→ Supplied material
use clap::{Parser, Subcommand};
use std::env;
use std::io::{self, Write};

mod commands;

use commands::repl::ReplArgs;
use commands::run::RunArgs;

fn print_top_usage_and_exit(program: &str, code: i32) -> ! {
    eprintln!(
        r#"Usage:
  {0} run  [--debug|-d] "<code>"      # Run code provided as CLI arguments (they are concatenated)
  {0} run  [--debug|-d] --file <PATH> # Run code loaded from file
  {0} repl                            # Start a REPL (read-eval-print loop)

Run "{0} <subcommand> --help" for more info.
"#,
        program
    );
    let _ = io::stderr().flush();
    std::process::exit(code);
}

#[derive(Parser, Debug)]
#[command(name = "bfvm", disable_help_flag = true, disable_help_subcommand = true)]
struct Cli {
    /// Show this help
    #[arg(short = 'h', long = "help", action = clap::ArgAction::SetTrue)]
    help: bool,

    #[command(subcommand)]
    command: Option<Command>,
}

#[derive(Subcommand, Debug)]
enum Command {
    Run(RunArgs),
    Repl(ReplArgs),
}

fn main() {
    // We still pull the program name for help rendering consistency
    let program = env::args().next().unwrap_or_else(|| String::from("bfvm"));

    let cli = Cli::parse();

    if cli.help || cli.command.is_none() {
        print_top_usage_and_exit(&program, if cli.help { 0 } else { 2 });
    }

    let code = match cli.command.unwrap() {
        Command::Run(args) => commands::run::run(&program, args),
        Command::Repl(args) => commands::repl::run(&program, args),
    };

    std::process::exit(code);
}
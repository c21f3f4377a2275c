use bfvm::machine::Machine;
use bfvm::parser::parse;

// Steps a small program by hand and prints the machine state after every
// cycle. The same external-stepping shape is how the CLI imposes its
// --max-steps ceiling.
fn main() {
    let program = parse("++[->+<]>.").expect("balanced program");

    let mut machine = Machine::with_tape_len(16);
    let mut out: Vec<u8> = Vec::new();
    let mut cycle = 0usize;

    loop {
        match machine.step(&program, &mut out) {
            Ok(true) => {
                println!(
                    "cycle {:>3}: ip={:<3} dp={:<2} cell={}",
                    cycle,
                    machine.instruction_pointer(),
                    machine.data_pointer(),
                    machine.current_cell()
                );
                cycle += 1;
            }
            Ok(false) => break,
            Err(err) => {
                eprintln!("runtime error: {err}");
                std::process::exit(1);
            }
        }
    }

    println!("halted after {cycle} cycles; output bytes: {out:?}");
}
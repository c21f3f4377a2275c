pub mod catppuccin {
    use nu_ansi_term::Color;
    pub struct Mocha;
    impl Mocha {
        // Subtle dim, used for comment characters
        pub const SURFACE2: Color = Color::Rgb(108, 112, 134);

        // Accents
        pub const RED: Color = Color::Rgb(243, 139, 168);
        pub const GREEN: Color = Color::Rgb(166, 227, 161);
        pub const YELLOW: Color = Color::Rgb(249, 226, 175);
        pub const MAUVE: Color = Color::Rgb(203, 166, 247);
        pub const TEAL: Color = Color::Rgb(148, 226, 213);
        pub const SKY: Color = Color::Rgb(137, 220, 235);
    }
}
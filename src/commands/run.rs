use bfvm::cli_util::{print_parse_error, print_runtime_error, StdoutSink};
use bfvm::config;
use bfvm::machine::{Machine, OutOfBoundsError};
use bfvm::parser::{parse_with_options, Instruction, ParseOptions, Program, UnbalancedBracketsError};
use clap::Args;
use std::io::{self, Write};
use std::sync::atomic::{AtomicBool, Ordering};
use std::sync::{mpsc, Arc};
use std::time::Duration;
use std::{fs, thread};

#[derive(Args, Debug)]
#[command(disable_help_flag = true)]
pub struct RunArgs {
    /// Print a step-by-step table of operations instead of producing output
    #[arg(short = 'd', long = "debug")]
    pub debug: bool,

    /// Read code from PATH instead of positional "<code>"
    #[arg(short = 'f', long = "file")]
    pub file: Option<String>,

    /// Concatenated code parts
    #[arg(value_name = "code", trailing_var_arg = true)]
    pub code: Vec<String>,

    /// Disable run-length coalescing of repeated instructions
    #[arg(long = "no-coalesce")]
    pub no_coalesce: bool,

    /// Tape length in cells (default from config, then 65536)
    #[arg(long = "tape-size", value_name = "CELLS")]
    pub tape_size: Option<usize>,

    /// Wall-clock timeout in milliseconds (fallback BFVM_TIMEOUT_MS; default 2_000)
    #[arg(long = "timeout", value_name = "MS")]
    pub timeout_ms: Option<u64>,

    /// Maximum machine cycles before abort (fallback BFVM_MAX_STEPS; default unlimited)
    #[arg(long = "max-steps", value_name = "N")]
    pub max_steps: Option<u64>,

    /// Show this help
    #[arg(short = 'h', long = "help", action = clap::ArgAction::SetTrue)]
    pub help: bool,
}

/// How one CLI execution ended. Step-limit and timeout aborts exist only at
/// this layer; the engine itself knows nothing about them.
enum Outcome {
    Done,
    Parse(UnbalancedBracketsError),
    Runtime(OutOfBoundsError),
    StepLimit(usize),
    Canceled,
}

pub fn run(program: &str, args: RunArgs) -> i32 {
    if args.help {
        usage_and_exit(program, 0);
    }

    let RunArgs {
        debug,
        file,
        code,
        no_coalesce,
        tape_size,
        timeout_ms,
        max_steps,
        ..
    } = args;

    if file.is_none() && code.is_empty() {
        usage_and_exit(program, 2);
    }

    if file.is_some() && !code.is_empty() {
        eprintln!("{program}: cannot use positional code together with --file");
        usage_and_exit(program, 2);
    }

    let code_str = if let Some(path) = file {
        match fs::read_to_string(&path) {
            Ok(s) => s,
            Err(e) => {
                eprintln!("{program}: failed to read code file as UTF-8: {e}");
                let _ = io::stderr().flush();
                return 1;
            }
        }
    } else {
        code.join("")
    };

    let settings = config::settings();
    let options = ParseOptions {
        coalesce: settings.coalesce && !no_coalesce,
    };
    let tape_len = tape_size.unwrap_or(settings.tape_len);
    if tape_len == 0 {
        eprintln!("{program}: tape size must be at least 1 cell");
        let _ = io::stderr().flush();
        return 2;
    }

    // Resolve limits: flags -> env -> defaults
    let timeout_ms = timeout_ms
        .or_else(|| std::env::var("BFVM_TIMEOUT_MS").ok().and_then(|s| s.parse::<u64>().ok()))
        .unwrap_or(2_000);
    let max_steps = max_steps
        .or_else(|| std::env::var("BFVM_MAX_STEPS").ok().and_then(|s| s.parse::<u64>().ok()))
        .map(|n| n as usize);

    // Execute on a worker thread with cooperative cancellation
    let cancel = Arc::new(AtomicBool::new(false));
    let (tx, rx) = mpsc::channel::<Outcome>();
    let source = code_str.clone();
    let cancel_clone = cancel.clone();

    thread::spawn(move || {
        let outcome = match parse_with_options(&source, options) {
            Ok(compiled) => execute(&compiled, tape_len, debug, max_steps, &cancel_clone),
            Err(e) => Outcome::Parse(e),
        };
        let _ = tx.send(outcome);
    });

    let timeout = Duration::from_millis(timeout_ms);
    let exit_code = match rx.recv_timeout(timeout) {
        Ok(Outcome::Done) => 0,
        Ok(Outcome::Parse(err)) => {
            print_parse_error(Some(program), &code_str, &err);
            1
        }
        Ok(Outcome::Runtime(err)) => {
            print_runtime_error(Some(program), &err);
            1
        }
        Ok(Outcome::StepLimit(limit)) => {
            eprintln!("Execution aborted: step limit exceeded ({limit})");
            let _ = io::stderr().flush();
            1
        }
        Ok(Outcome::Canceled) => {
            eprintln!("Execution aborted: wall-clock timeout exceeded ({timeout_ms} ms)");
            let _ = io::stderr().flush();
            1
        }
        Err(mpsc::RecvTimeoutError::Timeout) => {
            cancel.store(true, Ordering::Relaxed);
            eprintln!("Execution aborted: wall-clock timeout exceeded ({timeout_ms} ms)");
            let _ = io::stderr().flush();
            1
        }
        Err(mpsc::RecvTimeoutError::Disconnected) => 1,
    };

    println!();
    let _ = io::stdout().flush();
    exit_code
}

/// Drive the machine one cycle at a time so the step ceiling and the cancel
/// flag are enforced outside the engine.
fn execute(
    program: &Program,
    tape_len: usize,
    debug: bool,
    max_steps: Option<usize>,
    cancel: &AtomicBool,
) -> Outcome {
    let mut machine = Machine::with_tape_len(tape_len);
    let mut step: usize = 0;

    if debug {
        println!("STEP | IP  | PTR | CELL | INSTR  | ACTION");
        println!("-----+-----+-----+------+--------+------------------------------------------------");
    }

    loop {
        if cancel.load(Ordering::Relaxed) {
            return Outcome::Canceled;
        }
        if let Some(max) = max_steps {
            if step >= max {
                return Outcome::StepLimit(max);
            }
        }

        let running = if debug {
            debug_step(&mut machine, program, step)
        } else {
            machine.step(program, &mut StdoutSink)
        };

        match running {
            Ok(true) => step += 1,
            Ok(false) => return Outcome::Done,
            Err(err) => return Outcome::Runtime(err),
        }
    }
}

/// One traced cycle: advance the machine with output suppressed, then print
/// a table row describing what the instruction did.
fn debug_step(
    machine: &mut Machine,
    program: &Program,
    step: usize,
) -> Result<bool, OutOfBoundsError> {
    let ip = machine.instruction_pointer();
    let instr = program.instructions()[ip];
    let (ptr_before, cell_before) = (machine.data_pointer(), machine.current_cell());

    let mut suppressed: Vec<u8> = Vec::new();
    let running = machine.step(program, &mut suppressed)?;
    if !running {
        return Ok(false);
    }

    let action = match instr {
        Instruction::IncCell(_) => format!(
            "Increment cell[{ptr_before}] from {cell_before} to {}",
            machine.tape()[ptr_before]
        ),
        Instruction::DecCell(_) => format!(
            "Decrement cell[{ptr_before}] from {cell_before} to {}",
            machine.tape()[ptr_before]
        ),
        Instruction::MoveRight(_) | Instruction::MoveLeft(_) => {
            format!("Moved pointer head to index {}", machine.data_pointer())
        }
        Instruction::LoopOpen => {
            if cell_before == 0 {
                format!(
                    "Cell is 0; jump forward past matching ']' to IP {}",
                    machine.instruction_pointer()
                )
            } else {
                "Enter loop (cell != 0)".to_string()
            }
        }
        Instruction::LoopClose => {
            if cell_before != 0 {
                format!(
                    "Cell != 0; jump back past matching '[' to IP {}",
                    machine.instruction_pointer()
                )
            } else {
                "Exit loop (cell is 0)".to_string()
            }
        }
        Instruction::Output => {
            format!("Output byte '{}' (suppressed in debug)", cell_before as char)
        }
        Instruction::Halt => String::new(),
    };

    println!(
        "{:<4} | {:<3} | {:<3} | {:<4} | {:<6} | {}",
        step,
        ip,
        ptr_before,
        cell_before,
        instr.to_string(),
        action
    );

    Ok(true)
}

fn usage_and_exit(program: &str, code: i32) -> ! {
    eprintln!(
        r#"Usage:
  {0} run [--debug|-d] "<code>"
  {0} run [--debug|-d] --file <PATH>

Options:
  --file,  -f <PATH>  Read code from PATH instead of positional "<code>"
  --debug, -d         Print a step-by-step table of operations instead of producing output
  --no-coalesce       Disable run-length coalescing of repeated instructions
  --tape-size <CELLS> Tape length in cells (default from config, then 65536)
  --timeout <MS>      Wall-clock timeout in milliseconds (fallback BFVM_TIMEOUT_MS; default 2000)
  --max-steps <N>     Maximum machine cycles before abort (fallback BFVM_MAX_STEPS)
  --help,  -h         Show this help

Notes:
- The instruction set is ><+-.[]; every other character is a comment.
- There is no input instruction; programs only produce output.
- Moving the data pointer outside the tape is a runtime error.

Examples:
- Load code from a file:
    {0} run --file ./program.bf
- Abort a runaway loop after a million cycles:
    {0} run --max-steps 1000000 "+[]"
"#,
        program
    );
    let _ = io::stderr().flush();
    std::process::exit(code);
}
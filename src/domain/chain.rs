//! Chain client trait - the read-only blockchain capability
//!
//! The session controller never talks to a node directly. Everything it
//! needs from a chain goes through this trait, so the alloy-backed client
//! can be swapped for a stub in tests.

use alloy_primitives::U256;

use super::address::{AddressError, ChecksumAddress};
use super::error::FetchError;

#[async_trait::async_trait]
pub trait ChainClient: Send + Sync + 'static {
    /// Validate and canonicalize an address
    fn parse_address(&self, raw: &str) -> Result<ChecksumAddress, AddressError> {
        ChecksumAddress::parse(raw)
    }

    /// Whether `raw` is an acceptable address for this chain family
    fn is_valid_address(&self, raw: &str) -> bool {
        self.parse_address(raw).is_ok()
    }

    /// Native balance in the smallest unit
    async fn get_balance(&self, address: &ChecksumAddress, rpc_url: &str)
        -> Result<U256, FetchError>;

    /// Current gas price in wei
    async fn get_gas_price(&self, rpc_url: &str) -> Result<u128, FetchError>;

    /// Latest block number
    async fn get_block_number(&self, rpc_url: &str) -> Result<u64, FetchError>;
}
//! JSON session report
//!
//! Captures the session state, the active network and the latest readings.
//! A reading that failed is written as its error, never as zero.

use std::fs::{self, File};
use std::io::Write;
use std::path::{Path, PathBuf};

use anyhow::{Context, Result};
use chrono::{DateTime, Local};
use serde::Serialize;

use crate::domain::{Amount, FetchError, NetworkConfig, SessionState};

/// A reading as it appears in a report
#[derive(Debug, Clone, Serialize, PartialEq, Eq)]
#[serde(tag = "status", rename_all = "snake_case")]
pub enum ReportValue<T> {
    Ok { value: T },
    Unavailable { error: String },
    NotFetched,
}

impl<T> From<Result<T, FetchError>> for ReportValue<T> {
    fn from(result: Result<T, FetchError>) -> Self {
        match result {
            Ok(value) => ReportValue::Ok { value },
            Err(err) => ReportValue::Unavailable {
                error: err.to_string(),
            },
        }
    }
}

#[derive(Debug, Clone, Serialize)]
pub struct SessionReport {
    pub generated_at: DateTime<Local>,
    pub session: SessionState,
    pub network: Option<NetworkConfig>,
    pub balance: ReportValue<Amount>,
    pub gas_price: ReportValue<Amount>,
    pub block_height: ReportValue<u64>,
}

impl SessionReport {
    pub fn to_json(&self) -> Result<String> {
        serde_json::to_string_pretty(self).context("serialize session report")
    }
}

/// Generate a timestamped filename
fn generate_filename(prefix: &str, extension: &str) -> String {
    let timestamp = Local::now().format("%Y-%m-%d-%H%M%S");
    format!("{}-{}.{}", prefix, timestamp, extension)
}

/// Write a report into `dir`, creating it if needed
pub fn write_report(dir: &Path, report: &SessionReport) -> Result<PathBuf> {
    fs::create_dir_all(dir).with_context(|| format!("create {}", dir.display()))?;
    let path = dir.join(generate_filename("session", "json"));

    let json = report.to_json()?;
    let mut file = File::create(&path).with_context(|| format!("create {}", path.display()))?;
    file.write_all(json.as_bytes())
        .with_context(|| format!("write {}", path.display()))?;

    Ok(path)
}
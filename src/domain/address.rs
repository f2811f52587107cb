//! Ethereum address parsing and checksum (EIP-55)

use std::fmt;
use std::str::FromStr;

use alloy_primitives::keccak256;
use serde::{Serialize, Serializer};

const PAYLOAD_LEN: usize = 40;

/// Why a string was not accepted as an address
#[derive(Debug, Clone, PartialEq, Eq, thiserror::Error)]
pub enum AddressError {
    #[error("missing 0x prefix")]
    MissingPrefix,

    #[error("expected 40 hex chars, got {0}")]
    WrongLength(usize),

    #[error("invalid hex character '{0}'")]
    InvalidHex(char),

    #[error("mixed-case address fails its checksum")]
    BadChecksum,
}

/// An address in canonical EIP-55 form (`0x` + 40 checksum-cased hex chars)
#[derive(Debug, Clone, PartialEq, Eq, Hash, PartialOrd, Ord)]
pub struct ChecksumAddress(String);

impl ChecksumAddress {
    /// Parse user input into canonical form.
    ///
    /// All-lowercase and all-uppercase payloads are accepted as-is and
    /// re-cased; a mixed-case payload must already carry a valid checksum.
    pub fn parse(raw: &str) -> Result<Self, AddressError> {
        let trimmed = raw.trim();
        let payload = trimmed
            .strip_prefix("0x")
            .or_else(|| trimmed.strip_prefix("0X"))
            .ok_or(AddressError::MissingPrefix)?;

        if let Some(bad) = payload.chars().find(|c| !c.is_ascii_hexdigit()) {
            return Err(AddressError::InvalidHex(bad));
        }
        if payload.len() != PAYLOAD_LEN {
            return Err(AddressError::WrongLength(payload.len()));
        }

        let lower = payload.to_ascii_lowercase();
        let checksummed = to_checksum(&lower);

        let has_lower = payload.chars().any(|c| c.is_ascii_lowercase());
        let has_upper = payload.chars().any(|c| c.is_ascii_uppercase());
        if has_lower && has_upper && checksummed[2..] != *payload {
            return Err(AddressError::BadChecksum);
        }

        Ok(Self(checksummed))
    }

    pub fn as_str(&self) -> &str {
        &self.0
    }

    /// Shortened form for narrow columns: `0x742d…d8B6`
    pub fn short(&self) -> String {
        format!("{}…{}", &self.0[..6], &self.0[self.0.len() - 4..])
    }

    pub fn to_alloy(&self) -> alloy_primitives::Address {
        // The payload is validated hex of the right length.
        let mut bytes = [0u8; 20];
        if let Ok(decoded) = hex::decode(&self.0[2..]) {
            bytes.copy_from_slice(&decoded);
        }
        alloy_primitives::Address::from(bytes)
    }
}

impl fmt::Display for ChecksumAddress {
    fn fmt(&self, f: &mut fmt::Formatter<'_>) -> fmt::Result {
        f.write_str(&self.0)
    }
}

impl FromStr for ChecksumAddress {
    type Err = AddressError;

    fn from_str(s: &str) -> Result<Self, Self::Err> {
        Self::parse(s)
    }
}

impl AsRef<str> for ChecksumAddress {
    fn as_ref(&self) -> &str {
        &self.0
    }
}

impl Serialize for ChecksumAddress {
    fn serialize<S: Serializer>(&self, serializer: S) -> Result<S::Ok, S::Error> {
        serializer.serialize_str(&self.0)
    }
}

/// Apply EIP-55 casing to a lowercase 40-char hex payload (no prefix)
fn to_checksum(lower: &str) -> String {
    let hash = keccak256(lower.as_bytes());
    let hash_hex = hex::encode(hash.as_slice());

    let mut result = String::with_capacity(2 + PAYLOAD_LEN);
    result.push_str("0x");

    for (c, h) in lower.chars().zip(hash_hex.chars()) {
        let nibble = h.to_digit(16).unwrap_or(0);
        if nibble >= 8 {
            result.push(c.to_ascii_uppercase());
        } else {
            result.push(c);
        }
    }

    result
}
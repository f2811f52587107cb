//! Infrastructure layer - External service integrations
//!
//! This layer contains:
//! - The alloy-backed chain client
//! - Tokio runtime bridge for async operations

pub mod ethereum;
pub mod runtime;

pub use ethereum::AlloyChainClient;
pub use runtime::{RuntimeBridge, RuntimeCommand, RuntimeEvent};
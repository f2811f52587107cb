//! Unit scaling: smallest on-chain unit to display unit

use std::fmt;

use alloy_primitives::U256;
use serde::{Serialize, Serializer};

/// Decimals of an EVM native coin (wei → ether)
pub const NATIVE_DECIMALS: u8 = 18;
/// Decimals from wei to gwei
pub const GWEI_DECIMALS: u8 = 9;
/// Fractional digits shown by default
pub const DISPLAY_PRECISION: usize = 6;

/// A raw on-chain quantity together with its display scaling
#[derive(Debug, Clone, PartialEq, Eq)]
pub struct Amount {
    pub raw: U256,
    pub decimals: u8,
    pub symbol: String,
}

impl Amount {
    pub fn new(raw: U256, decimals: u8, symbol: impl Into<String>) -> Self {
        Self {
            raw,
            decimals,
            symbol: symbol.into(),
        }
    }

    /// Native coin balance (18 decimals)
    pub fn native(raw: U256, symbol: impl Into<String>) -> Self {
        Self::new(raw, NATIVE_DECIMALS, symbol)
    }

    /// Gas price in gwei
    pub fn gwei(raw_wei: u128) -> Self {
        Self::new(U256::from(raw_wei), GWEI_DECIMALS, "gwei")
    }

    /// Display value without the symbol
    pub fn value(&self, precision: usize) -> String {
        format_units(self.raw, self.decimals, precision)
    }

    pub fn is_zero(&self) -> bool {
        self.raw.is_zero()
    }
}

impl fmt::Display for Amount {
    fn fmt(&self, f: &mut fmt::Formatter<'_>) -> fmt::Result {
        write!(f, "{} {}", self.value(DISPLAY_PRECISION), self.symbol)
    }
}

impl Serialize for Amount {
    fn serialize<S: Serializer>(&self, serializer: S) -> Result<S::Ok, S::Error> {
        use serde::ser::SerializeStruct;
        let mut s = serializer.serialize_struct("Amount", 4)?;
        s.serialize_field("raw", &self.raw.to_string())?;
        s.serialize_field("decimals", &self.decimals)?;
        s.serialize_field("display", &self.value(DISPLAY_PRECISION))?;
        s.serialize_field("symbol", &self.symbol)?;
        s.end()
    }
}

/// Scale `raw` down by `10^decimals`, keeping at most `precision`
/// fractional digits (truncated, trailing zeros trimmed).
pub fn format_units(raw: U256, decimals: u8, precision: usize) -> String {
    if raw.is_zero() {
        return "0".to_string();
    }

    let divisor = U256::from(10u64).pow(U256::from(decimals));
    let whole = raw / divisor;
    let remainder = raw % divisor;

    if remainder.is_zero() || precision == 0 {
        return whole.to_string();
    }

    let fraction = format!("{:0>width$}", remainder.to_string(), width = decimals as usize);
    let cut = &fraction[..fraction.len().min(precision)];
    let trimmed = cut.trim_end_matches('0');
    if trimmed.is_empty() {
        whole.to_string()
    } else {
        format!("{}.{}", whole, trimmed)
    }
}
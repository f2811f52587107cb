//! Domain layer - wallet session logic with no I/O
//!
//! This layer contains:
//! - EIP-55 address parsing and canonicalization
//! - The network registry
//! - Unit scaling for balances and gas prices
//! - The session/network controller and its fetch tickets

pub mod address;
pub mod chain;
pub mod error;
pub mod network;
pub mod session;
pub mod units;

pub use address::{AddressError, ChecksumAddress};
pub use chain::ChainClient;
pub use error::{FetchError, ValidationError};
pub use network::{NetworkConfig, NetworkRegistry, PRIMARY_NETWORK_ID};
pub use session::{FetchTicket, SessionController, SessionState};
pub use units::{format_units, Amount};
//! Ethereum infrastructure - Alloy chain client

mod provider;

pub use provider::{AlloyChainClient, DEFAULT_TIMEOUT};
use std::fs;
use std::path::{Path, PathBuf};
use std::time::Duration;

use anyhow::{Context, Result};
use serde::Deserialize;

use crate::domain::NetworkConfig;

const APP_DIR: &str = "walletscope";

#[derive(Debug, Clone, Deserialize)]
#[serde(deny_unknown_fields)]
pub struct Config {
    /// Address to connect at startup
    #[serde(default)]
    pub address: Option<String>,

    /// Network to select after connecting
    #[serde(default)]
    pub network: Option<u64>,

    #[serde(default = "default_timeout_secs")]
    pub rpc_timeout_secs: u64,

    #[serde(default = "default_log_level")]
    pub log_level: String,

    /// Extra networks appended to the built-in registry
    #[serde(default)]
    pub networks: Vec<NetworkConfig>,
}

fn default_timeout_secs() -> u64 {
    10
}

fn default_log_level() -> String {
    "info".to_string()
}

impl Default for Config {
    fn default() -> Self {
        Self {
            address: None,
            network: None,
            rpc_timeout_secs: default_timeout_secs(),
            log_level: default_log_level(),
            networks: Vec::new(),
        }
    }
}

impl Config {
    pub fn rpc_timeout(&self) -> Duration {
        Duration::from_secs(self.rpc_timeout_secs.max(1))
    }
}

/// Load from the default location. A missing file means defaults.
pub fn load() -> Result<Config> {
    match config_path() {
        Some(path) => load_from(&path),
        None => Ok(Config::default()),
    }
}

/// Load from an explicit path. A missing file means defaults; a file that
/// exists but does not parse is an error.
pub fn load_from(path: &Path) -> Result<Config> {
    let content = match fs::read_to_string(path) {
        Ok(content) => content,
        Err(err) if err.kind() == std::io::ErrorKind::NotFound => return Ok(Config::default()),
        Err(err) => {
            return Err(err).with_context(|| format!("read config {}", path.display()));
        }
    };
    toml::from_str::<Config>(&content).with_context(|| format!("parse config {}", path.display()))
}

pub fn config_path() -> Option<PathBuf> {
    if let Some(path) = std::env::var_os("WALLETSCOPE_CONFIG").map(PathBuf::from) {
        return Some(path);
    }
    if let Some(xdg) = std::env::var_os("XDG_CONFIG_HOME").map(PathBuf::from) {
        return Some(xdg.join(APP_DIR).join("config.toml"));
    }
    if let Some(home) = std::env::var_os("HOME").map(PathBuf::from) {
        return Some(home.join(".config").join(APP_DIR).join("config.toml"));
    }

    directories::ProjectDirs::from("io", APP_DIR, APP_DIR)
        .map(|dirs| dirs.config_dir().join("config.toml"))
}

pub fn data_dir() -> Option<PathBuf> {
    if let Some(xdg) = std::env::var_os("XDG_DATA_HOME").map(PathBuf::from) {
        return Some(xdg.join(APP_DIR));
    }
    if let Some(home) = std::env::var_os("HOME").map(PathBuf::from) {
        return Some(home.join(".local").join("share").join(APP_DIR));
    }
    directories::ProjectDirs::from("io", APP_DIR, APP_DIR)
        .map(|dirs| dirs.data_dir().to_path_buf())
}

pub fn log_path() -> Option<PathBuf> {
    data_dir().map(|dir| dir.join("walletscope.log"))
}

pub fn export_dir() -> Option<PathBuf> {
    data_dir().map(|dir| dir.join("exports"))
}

→ Task to complete
Here the job is to set down exactly the lines of the material above that fall between the one with "Instruction::MoveRight(_) | Instruction::MoveLeft(_)" and the one with "- There is no", inclusive, and nothing beyond them.

→ Result below
        Instruction::MoveRight(_) | Instruction::MoveLeft(_) => {
            format!("Moved pointer head to index {}", machine.data_pointer())
        }
        Instruction::LoopOpen => {
            if cell_before == 0 {
                format!(
                    "Cell is 0; jump forward past matching ']' to IP {}",
                    machine.instruction_pointer()
                )
            } else {
                "Enter loop (cell != 0)".to_string()
            }
        }
        Instruction::LoopClose => {
            if cell_before != 0 {
                format!(
                    "Cell != 0; jump back past matching '[' to IP {}",
                    machine.instruction_pointer()
                )
            } else {
                "Exit loop (cell is 0)".to_string()
            }
        }
        Instruction::Output => {
            format!("Output byte '{}' (suppressed in debug)", cell_before as char)
        }
        Instruction::Halt => String::new(),
    };

    println!(
        "{:<4} | {:<3} | {:<3} | {:<4} | {:<6} | {}",
        step,
        ip,
        ptr_before,
        cell_before,
        instr.to_string(),
        action
    );

    Ok(true)
}

fn usage_and_exit(program: &str, code: i32) -> ! {
    eprintln!(
        r#"Usage:
  {0} run [--debug|-d] "<code>"
  {0} run [--debug|-d] --file <PATH>

Options:
  --file,  -f <PATH>  Read code from PATH instead of positional "<code>"
  --debug, -d         Print a step-by-step table of operations instead of producing output
  --no-coalesce       Disable run-length coalescing of repeated instructions
  --tape-size <CELLS> Tape length in cells (default from config, then 65536)
  --timeout <MS>      Wall-clock timeout in milliseconds (fallback BFVM_TIMEOUT_MS; default 2000)
  --max-steps <N>     Maximum machine cycles before abort (fallback BFVM_MAX_STEPS)
  --help,  -h         Show this help

Notes:
- The instruction set is ><+-.[]; every other character is a comment.
- There is no input instruction; programs only produce output.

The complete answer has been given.